The overlap value should be the same as when the sequence was chunked, and should correspond to the number of positions that are shared across adjacent examples. When overlap is set to a value greater than 0, half of the overlap goes to the elements as follows:

<————* |

overlap

*———–>

Parameters

X: list or numpy.ndarray or torch.tensor, shape=(-1, n_outputs, size)

A set of fixed-length tensors for any number of outputs. Usually the result of applying chunk and then some form of model.

lengths: list or numpy.ndarray or torch.tensor, shape=(-1,) or None

The original lengths of the elements that were chunked.
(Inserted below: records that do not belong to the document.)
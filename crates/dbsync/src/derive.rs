//! Schema derivation.
//!
//! Expands the authored schema into the effective table list: satellite
//! tables for flagged apps, an index for every foreign key column and a
//! generated name for every unnamed index.

use indexmap::IndexMap;
use tracing::debug;

use crate::dialected::Dialected;
use crate::error::Result;
use crate::schema::{FieldSpec, IndexSpec, TableSpec};
use crate::spec::{eval_bool, SchemaDocument, StaticDocument, StaticRow};

/// Longest index name either backend accepts.
const MAX_INDEX_NAME: usize = 64;

/// Names of the tables derivation refers to.
#[derive(Debug, Clone, PartialEq, Eq)]
pub struct DeriveOptions {
    /// Target of `user_id` foreign keys in satellite tables.
    pub users_table: String,
    /// Target of `group_id` foreign keys in satellite tables.
    pub groups_table: String,
    /// Static table holding the apps catalog.
    pub apps_table: String,
}

impl Default for DeriveOptions {
    fn default() -> Self {
        Self {
            users_table: "tbl_users".to_string(),
            groups_table: "tbl_groups".to_string(),
            apps_table: "tbl_apps".to_string(),
        }
    }
}

/// The kinds of satellite tables an app can ask for.
#[derive(Debug, Clone, Copy, PartialEq, Eq, Hash)]
pub enum SatelliteKind {
    /// Fulltext search mirror.
    Index,
    /// Ownership and permissions.
    Control,
    /// Revision history.
    Version,
    /// Attachments.
    Files,
    /// Free-form notes.
    Notes,
}

impl SatelliteKind {
    /// All kinds, in the order satellites are appended.
    pub const ALL: [Self; 5] = [
        Self::Index,
        Self::Control,
        Self::Version,
        Self::Files,
        Self::Notes,
    ];

    /// Table name suffix.
    #[must_use]
    pub fn suffix(&self) -> &'static str {
        match self {
            Self::Index => "index",
            Self::Control => "control",
            Self::Version => "version",
            Self::Files => "files",
            Self::Notes => "notes",
        }
    }

    /// Apps catalog attribute that enables this kind.
    #[must_use]
    pub fn flag(&self) -> &'static str {
        match self {
            Self::Index => "has_index",
            Self::Control => "has_control",
            Self::Version => "has_version",
            Self::Files => "has_files",
            Self::Notes => "has_notes",
        }
    }

    /// Name of the satellite of `base`.
    #[must_use]
    pub fn table_name(&self, base: &str) -> String {
        format!("{base}_{}", self.suffix())
    }

    /// Builds the fixed satellite table for `base`.
    #[must_use]
    pub fn template(&self, base: &str, options: &DeriveOptions) -> TableSpec {
        let id = FieldSpec::new("id", Dialected::per_backend("INT(11)", "INTEGER")).primary_key();
        let user_id = FieldSpec::new("user_id", "INT(11)").references(options.users_table.as_str());
        let datetime = FieldSpec::new("datetime", "DATETIME");
        let reg_id = FieldSpec::new("reg_id", "INT(11)").references(base);
        let name = self.table_name(base);

        match self {
            Self::Index => TableSpec::new(name.clone())
                .field(id)
                .field(FieldSpec::new("search", "MEDIUMTEXT"))
                .with_index(IndexSpec::new(name, &["search"]).fulltext()),
            Self::Control => TableSpec::new(name)
                .field(id.references(base))
                .field(user_id)
                .field(
                    FieldSpec::new("group_id", "INT(11)")
                        .references(options.groups_table.as_str()),
                )
                .field(datetime)
                .field(FieldSpec::new("users_id", "TEXT"))
                .field(FieldSpec::new("groups_id", "TEXT"))
                .index(&["user_id"])
                .index(&["id", "user_id"]),
            Self::Version => TableSpec::new(name)
                .field(id)
                .field(user_id)
                .field(datetime)
                .field(reg_id)
                .field(FieldSpec::new("ver_id", "INT(11)"))
                .field(FieldSpec::new("data", "MEDIUMTEXT"))
                .field(FieldSpec::new("hash", "VARCHAR(255)"))
                .index(&["user_id"])
                .index(&["reg_id"])
                .index(&["ver_id"])
                .index(&["reg_id", "ver_id"]),
            Self::Files => TableSpec::new(name)
                .field(id)
                .field(user_id)
                .field(datetime)
                .field(reg_id)
                .field(FieldSpec::new("uniqid", "VARCHAR(255)"))
                .field(FieldSpec::new("name", "VARCHAR(255)"))
                .field(FieldSpec::new("size", "INT(11)"))
                .field(FieldSpec::new("type", "VARCHAR(255)"))
                .field(FieldSpec::new("file", "VARCHAR(255)"))
                .field(FieldSpec::new("hash", "VARCHAR(255)"))
                .field(FieldSpec::new("search", "MEDIUMTEXT"))
                .field(FieldSpec::new("indexed", "INT(11)"))
                .field(FieldSpec::new("retries", "INT(11)")),
            Self::Notes => TableSpec::new(name)
                .field(id)
                .field(user_id)
                .field(datetime)
                .field(reg_id)
                .field(FieldSpec::new("note", "TEXT")),
        }
    }
}

/// Apps catalog: the rows of the apps static table that name a table.
#[derive(Debug, Clone, Default, PartialEq, Eq)]
pub struct AppsCatalog {
    by_code: IndexMap<String, StaticRow>,
    by_table: IndexMap<String, StaticRow>,
}

impl AppsCatalog {
    /// Builds the catalog from the static document.
    #[must_use]
    pub fn from_static(doc: &StaticDocument, apps_table: &str) -> Self {
        let mut catalog = Self::default();
        for row in doc.rows(apps_table) {
            let Some(table) = row.get("table").filter(|t| !t.is_empty()) else {
                continue;
            };
            if let Some(code) = row.get("code") {
                catalog.by_code.insert(code.to_string(), row.clone());
            }
            catalog.by_table.insert(table.to_string(), row.clone());
        }
        catalog
    }

    /// App codes, in catalog order.
    pub fn apps(&self) -> impl Iterator<Item = &str> {
        self.by_code.keys().map(String::as_str)
    }

    /// App tables, in catalog order.
    pub fn tables(&self) -> impl Iterator<Item = &str> {
        self.by_table.keys().map(String::as_str)
    }

    /// Looks up an attribute by app code, then by table name.
    #[must_use]
    pub fn field(&self, app_or_table: &str, field: &str) -> Option<&str> {
        self.by_code
            .get(app_or_table)
            .and_then(|row| row.get(field))
            .or_else(|| self.by_table.get(app_or_table).and_then(|row| row.get(field)))
    }

    /// Returns true if `table` asks for the satellite `kind`.
    pub fn has(&self, table: &str, kind: SatelliteKind) -> Result<bool> {
        eval_bool(self.field(table, kind.flag()).unwrap_or(""))
    }
}

/// The output of derivation.
#[derive(Debug, Clone, Default, PartialEq, Eq)]
pub struct DerivedSchema {
    /// Every table, ignored ones included, in derivation order.
    pub tables: Vec<TableSpec>,
}

impl DerivedSchema {
    /// Tables that take part in diffing.
    pub fn active(&self) -> impl Iterator<Item = &TableSpec> {
        self.tables.iter().filter(|t| !t.ignore)
    }

    /// Names of ignored tables.
    pub fn ignored(&self) -> impl Iterator<Item = &str> {
        self.tables
            .iter()
            .filter(|t| t.ignore)
            .map(|t| t.name.as_str())
    }

    /// Gets a table by name.
    #[must_use]
    pub fn get_table(&self, name: &str) -> Option<&TableSpec> {
        self.tables.iter().find(|t| t.name == name)
    }
}

/// Expands authored documents into the effective schema.
#[derive(Debug, Clone)]
pub struct SchemaDeriver<'a> {
    options: &'a DeriveOptions,
    apps: &'a AppsCatalog,
}

impl<'a> SchemaDeriver<'a> {
    /// Creates a new deriver.
    #[must_use]
    pub fn new(options: &'a DeriveOptions, apps: &'a AppsCatalog) -> Self {
        Self { options, apps }
    }

    /// Derives the effective schema.
    pub fn derive(&self, doc: SchemaDocument) -> Result<DerivedSchema> {
        let mut tables = doc
            .tables
            .into_iter()
            .map(TableSpec::from_node)
            .collect::<Result<Vec<_>>>()?;

        for base in self.apps.tables() {
            for kind in SatelliteKind::ALL {
                if self.apps.has(base, kind)? {
                    debug!(table = %base, satellite = kind.suffix(), "Adding satellite table");
                    tables.push(kind.template(base, self.options));
                }
            }
        }

        for table in tables.iter_mut().filter(|t| !t.ignore) {
            add_foreign_key_indexes(table);
            name_indexes(table);
        }

        Ok(DerivedSchema { tables })
    }
}

fn add_foreign_key_indexes(table: &mut TableSpec) {
    let missing: Vec<String> = table
        .fields
        .iter()
        .filter(|field| field.foreign_key.is_some())
        .filter(|field| !table.indexes.iter().any(|i| i.covers_only(&field.name)))
        .map(|field| field.name.clone())
        .collect();
    for field in missing {
        table
            .indexes
            .push(IndexSpec::new(table.name.clone(), &[field.as_str()]));
    }
}

fn name_indexes(table: &mut TableSpec) {
    for index in table.indexes.iter_mut().filter(|i| i.name.is_none()) {
        index.name = Some(index_name(&table.name, &index.fields));
    }
}

/// Generated name for an unnamed index.
///
/// MySQL index names are scoped to their table, SQLite names are global,
/// so the SQLite variant carries the table name.
#[must_use]
pub fn index_name(table: &str, fields: &[String]) -> Dialected {
    let joined = fields.join("_");
    let mysql = truncate(&joined.to_lowercase(), MAX_INDEX_NAME);
    let sqlite = truncate(&format!("{table}_{joined}"), MAX_INDEX_NAME);
    Dialected::per_backend(mysql, sqlite)
}

fn truncate(name: &str, max: usize) -> String {
    name.chars().take(max).collect()
}
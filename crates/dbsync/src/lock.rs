//! Named semaphore shared by every process running a pass.
//!
//! The semaphore is an exclusive advisory lock on `{dir}/{name}.sem`. It is
//! polled with short random sleeps until acquired or until the timeout
//! elapses. The returned guard releases the lock when dropped.

use std::fs::{File, OpenOptions};
use std::io::Write;
use std::path::{Path, PathBuf};
use std::time::{Duration, Instant};

use chrono::Utc;
use fs2::FileExt;
use rand::RngExt;
use tracing::{debug, warn};

use crate::error::{Result, SyncError};

/// Default name of the semaphore guarding both passes.
pub const DEFAULT_LOCK_NAME: &str = "db_schema";

/// Default time to wait for the semaphore.
pub const DEFAULT_LOCK_TIMEOUT: Duration = Duration::from_secs(30);

/// A named file semaphore.
#[derive(Debug, Clone)]
pub struct Semaphore {
    name: String,
    path: PathBuf,
    timeout: Duration,
}

impl Semaphore {
    /// Creates a semaphore named `name` under `dir`.
    pub fn new(dir: impl AsRef<Path>, name: impl Into<String>) -> Self {
        let name = name.into();
        let path = dir.as_ref().join(format!("{name}.sem"));
        Self {
            name,
            path,
            timeout: DEFAULT_LOCK_TIMEOUT,
        }
    }

    /// Sets how long [`acquire`](Self::acquire) waits.
    #[must_use]
    pub fn timeout(mut self, timeout: Duration) -> Self {
        self.timeout = timeout;
        self
    }

    /// Semaphore name.
    #[must_use]
    pub fn name(&self) -> &str {
        &self.name
    }

    /// Path of the lock file.
    #[must_use]
    pub fn path(&self) -> &Path {
        &self.path
    }

    fn lock_error(&self, source: std::io::Error) -> SyncError {
        SyncError::Lock {
            path: self.path.clone(),
            source,
        }
    }

    /// Waits for the semaphore.
    ///
    /// Returns [`SyncError::LockTimeout`] when another holder keeps it past
    /// the timeout.
    pub async fn acquire(&self) -> Result<SemaphoreGuard> {
        if let Some(dir) = self.path.parent() {
            std::fs::create_dir_all(dir).map_err(|e| self.lock_error(e))?;
        }
        let mut file = OpenOptions::new()
            .create(true)
            .append(true)
            .open(&self.path)
            .map_err(|e| self.lock_error(e))?;

        let contended = fs2::lock_contended_error().kind();
        let started = Instant::now();
        loop {
            match file.try_lock_exclusive() {
                Ok(()) => break,
                Err(e) if e.kind() == contended => {
                    if started.elapsed() >= self.timeout {
                        return Err(SyncError::LockTimeout {
                            name: self.name.clone(),
                            timeout: self.timeout,
                        });
                    }
                    let micros = rand::rng().random_range(0..1000);
                    tokio::time::sleep(Duration::from_micros(micros)).await;
                }
                Err(e) => return Err(self.lock_error(e)),
            }
        }

        debug!(semaphore = %self.name, path = %self.path.display(), "Semaphore acquired");
        file.set_len(0).map_err(|e| self.lock_error(e))?;
        writeln!(file, "pid {} at {}", std::process::id(), Utc::now().to_rfc3339())
            .map_err(|e| self.lock_error(e))?;

        Ok(SemaphoreGuard {
            name: self.name.clone(),
            file,
        })
    }
}

/// Holds a semaphore until dropped.
#[derive(Debug)]
pub struct SemaphoreGuard {
    name: String,
    file: File,
}

impl SemaphoreGuard {
    /// Name of the held semaphore.
    #[must_use]
    pub fn name(&self) -> &str {
        &self.name
    }
}

impl Drop for SemaphoreGuard {
    fn drop(&mut self) {
        match FileExt::unlock(&self.file) {
            Ok(()) => debug!(semaphore = %self.name, "Semaphore released"),
            Err(e) => warn!(semaphore = %self.name, error = %e, "Failed to release semaphore"),
        }
    }
}
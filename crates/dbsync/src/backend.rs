//! Supported database backends.

use std::fmt;

use serde::{Deserialize, Serialize};

use crate::error::{Result, SyncError};

/// The database engines the synchronizer knows how to drive.
#[derive(Debug, Clone, Copy, PartialEq, Eq, Hash, Serialize, Deserialize)]
#[serde(rename_all = "lowercase")]
pub enum Backend {
    /// MySQL or MariaDB.
    MySql,
    /// SQLite 3.
    Sqlite,
}

impl Backend {
    /// All backends, in marker order.
    pub const ALL: [Self; 2] = [Self::MySql, Self::Sqlite];

    /// Parses a driver name as found in legacy configuration files.
    pub fn from_name(name: &str) -> Result<Self> {
        match name.trim().to_ascii_lowercase().as_str() {
            "mysql" | "mariadb" | "mysqli" | "pdo_mysql" => Ok(Self::MySql),
            "sqlite" | "sqlite3" | "pdo_sqlite" => Ok(Self::Sqlite),
            _ => Err(SyncError::UnknownBackend(name.to_string())),
        }
    }

    /// Infers the backend from a connection URL scheme.
    pub fn from_url(url: &str) -> Result<Self> {
        let scheme = url
            .split_once(':')
            .map(|(scheme, _)| scheme)
            .ok_or_else(|| SyncError::UnknownBackend(url.to_string()))?;
        Self::from_name(scheme)
    }

    /// Marker tag used in backend-conditional comments (`/*MYSQL ... */`).
    #[must_use]
    pub fn marker(&self) -> &'static str {
        match self {
            Self::MySql => "MYSQL",
            Self::Sqlite => "SQLITE",
        }
    }

    /// Lowercase backend name.
    #[must_use]
    pub fn name(&self) -> &'static str {
        match self {
            Self::MySql => "mysql",
            Self::Sqlite => "sqlite",
        }
    }
}

impl fmt::Display for Backend {
    fn fmt(&self, f: &mut fmt::Formatter<'_>) -> fmt::Result {
        f.write_str(self.name())
    }
}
This is not the number of chunks produced, which will be influenced by the overlap, but the actual length in bp of the original sequences. If None, assume that all chunks in X come from a single variable-length sequence. Default is None.

overlap: int, optional

The number of bp overlap between adjacent chunks. Default is 0.

Returns

y: list of torch.Tensors or one torch.Tensor, shape=(n_outputs, -1)

A list of variable-length tensors if lengths is provided, otherwise a single tensor.